In the amphitheater of the General Assembly, the Secretary-General of the United Nations considered that “the rights of women have been abused, threatened and violated throughout the world”. Guterres cited the situation in Afghanistan, where women and girls have been “erased from public life”.
In addition, he recalled that women’s reproductive and sexual rights in many parts of the world are “in retreat”, not to mention the risk of kidnapping and attacks in some countries, even by the police.
The Covid-19 pandemic and conflicts – from Ukraine to the Sahel, in Africa – have affected and continue to affect “in the first place” women, he indicated. “The patriarchy strikes back, but we will respond”, promised Guterres, noting that the UN “stands with women and girls around the world”.
The head of the United Nations also mentioned the bullying suffered by women on the internet. “Misogynistic misinformation and lies” on social media aim to “silence women and force them out of public life,” said the secretary general.

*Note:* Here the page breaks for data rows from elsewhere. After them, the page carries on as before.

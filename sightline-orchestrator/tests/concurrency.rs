//! Concurrent identify behaviour: coalescing and breaker trials.

use std::sync::Arc;
use std::time::Duration;

use sightline_core::{BreakerConfig, CircuitState, ClassifierError, SightlineConfig};
use sightline_orchestrator::RecognitionOrchestrator;
use sightline_test_utils::fixtures::*;
use sightline_test_utils::{IdentifyError, ScriptedClassifier, ScriptedDataSource};
use tokio::time::Instant;

fn orchestrator(
    classifier: &Arc<ScriptedClassifier>,
    source: &Arc<ScriptedDataSource>,
    config: SightlineConfig,
) -> RecognitionOrchestrator {
    RecognitionOrchestrator::builder(classifier.clone(), source.clone())
        .config(config)
        .build()
        .unwrap()
}

#[tokio::test(flavor = "multi_thread", worker_threads = 4)]
async fn test_identical_uploads_classified_once() {
    let classifier = Arc::new(
        ScriptedClassifier::always(ranked(&[0.9])).with_latency(Duration::from_millis(50)),
    );
    let source = Arc::new(populated_source(3));
    let orch = orchestrator(&classifier, &source, fast_config());

    let handles: Vec<_> = (0..16)
        .map(|_| {
            let orch = orch.clone();
            tokio::spawn(async move { orch.identify(&image("popular")).await })
        })
        .collect();

    let mut fresh = 0;
    for handle in handles {
        let result = handle.await.unwrap().unwrap();
        assert_eq!(result.primary.entity_id, 1);
        if !result.served_from_cache {
            fresh += 1;
        }
    }

    assert_eq!(fresh, 1);
    assert_eq!(classifier.calls(), 1);
    assert_eq!(source.fetch_count(), 1);
}

#[tokio::test(flavor = "multi_thread", worker_threads = 4)]
async fn test_same_entity_enriched_once_under_concurrency() {
    let classifier = Arc::new(ScriptedClassifier::always(ranked(&[0.9])));
    let source = Arc::new(populated_source(3).with_latency(Duration::from_millis(50)));
    let orch = orchestrator(&classifier, &source, fast_config());

    let handles: Vec<_> = (0..8)
        .map(|i| {
            let orch = orch.clone();
            tokio::spawn(async move { orch.identify(&image(&format!("angle-{}", i))).await })
        })
        .collect();

    for handle in handles {
        let result = handle.await.unwrap().unwrap();
        assert!(result.enriched_data.is_some());
    }

    assert_eq!(classifier.calls(), 8);
    assert_eq!(source.fetch_count(), 1);
}

#[tokio::test(start_paused = true)]
async fn test_distinct_images_do_not_wait_on_each_other() {
    let classifier = Arc::new(
        ScriptedClassifier::always(ranked(&[0.9])).with_latency(Duration::from_millis(100)),
    );
    let source = Arc::new(populated_source(3));
    let orch = orchestrator(&classifier, &source, SightlineConfig::default());

    let started = Instant::now();
    let handles: Vec<_> = (0..4)
        .map(|i| {
            let orch = orch.clone();
            tokio::spawn(async move { orch.identify(&image(&format!("distinct-{}", i))).await })
        })
        .collect();
    for handle in handles {
        handle.await.unwrap().unwrap();
    }

    assert!(started.elapsed() < Duration::from_millis(200));
    assert_eq!(classifier.calls(), 4);
}

#[tokio::test(start_paused = true)]
async fn test_half_open_admits_one_trial() {
    let classifier = Arc::new(
        ScriptedClassifier::always(ranked(&[0.9])).with_latency(Duration::from_millis(100)),
    );
    classifier.push_reply(Err(ClassifierError::Transient {
        reason: "crash".to_string(),
    }));
    let source = Arc::new(populated_source(3));
    let mut config = SightlineConfig::default();
    config.classifier_breaker = BreakerConfig::new(1, Duration::from_secs(10));
    let orch = orchestrator(&classifier, &source, config);

    assert!(orch.identify(&image("first")).await.is_err());
    assert_eq!(orch.classifier_breaker().state(), CircuitState::Open);

    tokio::time::sleep(Duration::from_secs(11)).await;

    let handles: Vec<_> = (0..5)
        .map(|i| {
            let orch = orch.clone();
            tokio::spawn(async move { orch.identify(&image(&format!("probe-{}", i))).await })
        })
        .collect();

    let mut admitted = 0;
    let mut rejected = 0;
    for handle in handles {
        match handle.await.unwrap() {
            Ok(_) => admitted += 1,
            Err(IdentifyError::ClassifierUnavailable(ClassifierError::CircuitOpen)) => rejected += 1,
            Err(other) => panic!("unexpected outcome: {:?}", other),
        }
    }

    assert_eq!(admitted, 1);
    assert_eq!(rejected, 4);
    assert_eq!(classifier.calls(), 2);
    assert_eq!(orch.classifier_breaker().state(), CircuitState::Closed);
}

#[tokio::test(flavor = "multi_thread", worker_threads = 4)]
async fn test_mixed_duplicate_uploads() {
    let classifier = Arc::new(
        ScriptedClassifier::always(ranked(&[0.9])).with_latency(Duration::from_millis(10)),
    );
    let source = Arc::new(populated_source(3));
    let orch = orchestrator(&classifier, &source, fast_config());

    let handles: Vec<_> = (0..32)
        .map(|i| {
            let orch = orch.clone();
            tokio::spawn(async move { orch.identify(&image(&format!("img-{}", i % 4))).await })
        })
        .collect();
    for handle in handles {
        handle.await.unwrap().unwrap();
    }

    assert_eq!(classifier.calls(), 4);
    assert_eq!(orch.stats().requests, 32);
    assert_eq!(orch.stats().cache_hits, 28);
}
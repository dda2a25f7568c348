//! Leave applications and approvals.

use serde_json::{Value, json};

use crate::api::request::{ApiRequest, item_path};
use crate::error::Result;
use crate::models::leave::APPLY_FIELDS;
use crate::models::{LEAVES_PATH, Leave, LeaveStatus};
use crate::notify::Notifier;
use crate::panel::{Call, FormState, RecordTable};

#[derive(Debug, Clone, Copy, PartialEq, Eq)]
pub enum LeaveIntent {
    Apply,
    Load,
    UpdateStatus(LeaveStatus),
}

/// Message shown in place of the rows when the list cannot be loaded.
pub const LOAD_ERROR_ROW: &str = "Error loading leave requests. Please try again.";

pub struct LeavePanel {
    form: FormState,
    table: RecordTable<Leave>,
    /// When set, only this employee's requests are listed.
    pub filter: Option<i64>,
}

impl Default for LeavePanel {
    fn default() -> Self {
        Self::new()
    }
}

impl LeavePanel {
    pub fn new() -> Self {
        Self {
            form: FormState::new(APPLY_FIELDS),
            table: RecordTable::new().with_inline_error(),
            filter: None,
        }
    }

    pub fn form(&self) -> &FormState {
        &self.form
    }

    pub fn form_mut(&mut self) -> &mut FormState {
        &mut self.form
    }

    pub fn table(&self) -> &RecordTable<Leave> {
        &self.table
    }

    /// List every request, or one employee's when filtered.
    pub fn load(&self) -> Call<LeaveIntent> {
        let path = match self.filter {
            Some(employee) => format!("{LEAVES_PATH}/employee/{employee}"),
            None => LEAVES_PATH.to_string(),
        };
        Call::new(LeaveIntent::Load, ApiRequest::get(path))
    }

    /// `POST /api/leaves/apply/{employeeId}` with the dates and reason.
    pub fn apply(&self, notifier: &mut Notifier) -> Option<Call<LeaveIntent>> {
        let missing = self.form.missing_required();
        if !missing.is_empty() {
            notifier.error(format!("{} is required", missing.join(", ")));
            return None;
        }

        let employee = self.form.get("employeeId").trim();
        let body = json!({
            "startDate": self.form.get("startDate"),
            "endDate": self.form.get("endDate"),
            "reason": self.form.get("reason"),
        });
        Some(Call::new(
            LeaveIntent::Apply,
            ApiRequest::post(item_path("/api/leaves/apply", employee)).json(body),
        ))
    }

    /// `PUT /api/leaves/update/{id}?status=...`
    pub fn update_status(&self, leave_id: i64, status: LeaveStatus) -> Call<LeaveIntent> {
        Call::new(
            LeaveIntent::UpdateStatus(status),
            ApiRequest::put(item_path("/api/leaves/update", leave_id))
                .query("status", status.as_str()),
        )
    }

    /// Apply a reply. Mutations that reached the backend are followed by a reload.
    pub fn handle(
        &mut self,
        intent: LeaveIntent,
        result: Result<Value>,
        notifier: &mut Notifier,
    ) -> Option<Call<LeaveIntent>> {
        match intent {
            LeaveIntent::Load => {
                if let Err(e) = self.table.apply(result) {
                    notifier.error(format!("Failed to load leave requests: {e}"));
                }
                None
            }
            LeaveIntent::Apply => match result {
                Ok(_) => {
                    notifier.success("Leave applied successfully!");
                    self.form.clear();
                    Some(self.load())
                }
                Err(e) => {
                    notifier.error(format!("Failed to apply for leave: {e}"));
                    (!e.is_transport()).then(|| self.load())
                }
            },
            LeaveIntent::UpdateStatus(status) => match result {
                Ok(_) => {
                    notifier.success(format!("Leave {} successfully!", status.verb()));
                    Some(self.load())
                }
                Err(e) => {
                    notifier.error(format!("Failed to update leave request: {e}"));
                    (!e.is_transport()).then(|| self.load())
                }
            },
        }
    }
}
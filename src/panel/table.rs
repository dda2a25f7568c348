//! Rows of a rendered table, replaced wholesale on every load.

use serde_json::Value;

use super::spec::Record;
use crate::error::{AppError, Result};

/// The last successfully loaded rows of one table.
#[derive(Debug, Clone)]
pub struct RecordTable<R> {
    rows: Vec<R>,
    error: Option<String>,
    inline_error: bool,
}

impl<R: Record> Default for RecordTable<R> {
    fn default() -> Self {
        Self::new()
    }
}

impl<R: Record> RecordTable<R> {
    pub fn new() -> Self {
        Self {
            rows: Vec::new(),
            error: None,
            inline_error: false,
        }
    }

    /// On load failure, drop the rows and keep the error message for an inline row.
    pub fn with_inline_error(mut self) -> Self {
        self.inline_error = true;
        self
    }

    pub fn rows(&self) -> &[R] {
        &self.rows
    }

    /// Message for the inline error row, if the last load failed.
    pub fn error(&self) -> Option<&str> {
        self.error.as_deref()
    }

    /// Cell texts of every row, in row order.
    pub fn cell_rows(&self) -> Vec<Vec<String>> {
        self.rows.iter().map(Record::cells).collect()
    }

    /// Apply a load reply.
    ///
    /// A reply that is not a list of `R` counts as a failure. On success the
    /// rows are replaced in response order and the row count is returned.
    pub fn apply(&mut self, result: Result<Value>) -> Result<usize> {
        let decoded = result.and_then(|value| {
            if !value.is_array() {
                return Err(AppError::decode(format!("expected a list, got {}", kind_of(&value))));
            }
            serde_json::from_value::<Vec<R>>(value).map_err(AppError::from)
        });

        match decoded {
            Ok(rows) => {
                self.rows = rows;
                self.error = None;
                Ok(self.rows.len())
            }
            Err(e) => {
                if self.inline_error {
                    self.rows.clear();
                    self.error = Some(e.to_string());
                }
                Err(e)
            }
        }
    }

    /// Forget all rows, e.g. when the selection the table depends on changes.
    pub fn clear(&mut self) {
        self.rows.clear();
        self.error = None;
    }
}

fn kind_of(value: &Value) -> &'static str {
    match value {
        Value::Null => "nothing",
        Value::Bool(_) => "a boolean",
        Value::Number(_) => "a number",
        Value::String(_) => "a string",
        Value::Array(_) => "a list",
        Value::Object(_) => "an object",
    }
}

#[cfg(test)]
mod tests {
    use super::*;
    use reqwest::StatusCode;
    use serde::Deserialize;
    use serde_json::json;

    #[derive(Debug, Clone, Deserialize)]
    struct Row {
        n: i64,
    }

    impl Record for Row {
        const COLUMNS: &'static [&'static str] = &["N"];

        fn cells(&self) -> Vec<String> {
            vec![self.n.to_string()]
        }
    }

    fn failure() -> AppError {
        AppError::Status {
            status: StatusCode::BAD_GATEWAY,
            message: "Bad Gateway".to_string(),
        }
    }

    #[test]
    fn test_rows_follow_response_order() {
        let mut table = RecordTable::<Row>::new();
        let count = table.apply(Ok(json!([{"n": 3}, {"n": 1}, {"n": 2}]))).unwrap();
        assert_eq!(count, 3);
        assert_eq!(table.cell_rows(), vec![vec!["3"], vec!["1"], vec!["2"]]);
    }

    #[test]
    fn test_reload_replaces_rows() {
        let mut table = RecordTable::<Row>::new();
        table.apply(Ok(json!([{"n": 1}, {"n": 2}]))).unwrap();
        table.apply(Ok(json!([{"n": 9}]))).unwrap();
        assert_eq!(table.rows().len(), 1);
        assert_eq!(table.rows()[0].n, 9);
    }

    #[test]
    fn test_failure_keeps_rows_by_default() {
        let mut table = RecordTable::<Row>::new();
        table.apply(Ok(json!([{"n": 1}]))).unwrap();
        assert!(table.apply(Err(failure())).is_err());
        assert_eq!(table.rows().len(), 1);
        assert_eq!(table.error(), None);
    }

    #[test]
    fn test_inline_error_replaces_rows() {
        let mut table = RecordTable::<Row>::new().with_inline_error();
        table.apply(Ok(json!([{"n": 1}]))).unwrap();
        assert!(table.apply(Err(failure())).is_err());
        assert!(table.rows().is_empty());
        assert_eq!(table.error(), Some("HTTP 502 Bad Gateway: Bad Gateway"));
    }

    #[test]
    fn test_non_array_reply_is_failure() {
        let mut table = RecordTable::<Row>::new().with_inline_error();
        let err = table.apply(Ok(json!({"error": "nope"}))).unwrap_err();
        assert!(matches!(err, AppError::Decode(_)));
        assert!(table.error().is_some());
    }

    #[test]
    fn test_success_clears_inline_error() {
        let mut table = RecordTable::<Row>::new().with_inline_error();
        let _ = table.apply(Err(failure()));
        table.apply(Ok(json!([]))).unwrap();
        assert_eq!(table.error(), None);
    }
}
//! Configuration-driven panel state shared by every screen.

pub mod crud;
pub mod form;
pub mod options;
pub mod spec;
pub mod table;

pub use crud::{CrudIntent, CrudPanel, PendingDelete};
pub use form::FormState;
pub use options::{Choice, OptionList, OptionLists, SelectOption};
pub use spec::{Entity, EntitySpec, FieldKind, FieldSpec, OptionSource, Record};
pub use table::RecordTable;

use crate::api::ApiRequest;

/// A request a panel wants executed, tagged with what to do with its reply.
#[derive(Debug, Clone, PartialEq)]
pub struct Call<I> {
    pub intent: I,
    pub request: ApiRequest,
}

impl<I> Call<I> {
    pub fn new(intent: I, request: ApiRequest) -> Self {
        Self { intent, request }
    }
}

“The stories may be false, but the damage is very real”, he pointed out, calling for a change in “international frameworks, which are not adapted to the needs and aspirations of women and girls”. There are countries that are “against the inclusion of a gender perspective in multilateral negotiations,” she said.
More women in technology
The 67th meeting of the UN Commission on the Status of Women focused on the technological gender gap. For Guterres, promoting female contributions to science, technology and innovation “is not an act of charity or a favour”. With greater participation of women in online medical services, banking and financial resources, secure digital platforms and technology in general, the benefits “are for everyone”, he pointed out.
“Without the acumen and creativity of half the world, science and technology will only realize half of its potential,” he warned. According to him, of the 3 billion people still not connected to the internet, the majority are women and girls in developing countries.
Guterres also honored the French researcher Emmanuelle Charpentier and the American Jennifer Doudna, who are part of “the first team of women to win a Nobel Prize in science three years ago”, in chemistry, in 2020. “The men’s teams won 172 times”, recalled the UN Secretary-General.
This type of inequality is also registered in developed countries. Present at the event, the president of the Swiss Confederation, Alain Berset, admitted that women are still “underrepresented in scientific areas” in his country, accounting for “only 37% of the total number of graduates in these fields”.
Marlène Schiappa, French Secretary of State responsible for the Social and Solidarity Economy and Associative Life, also stated at the meeting that “together, women have the power to make feminist leaders emerge through digital”.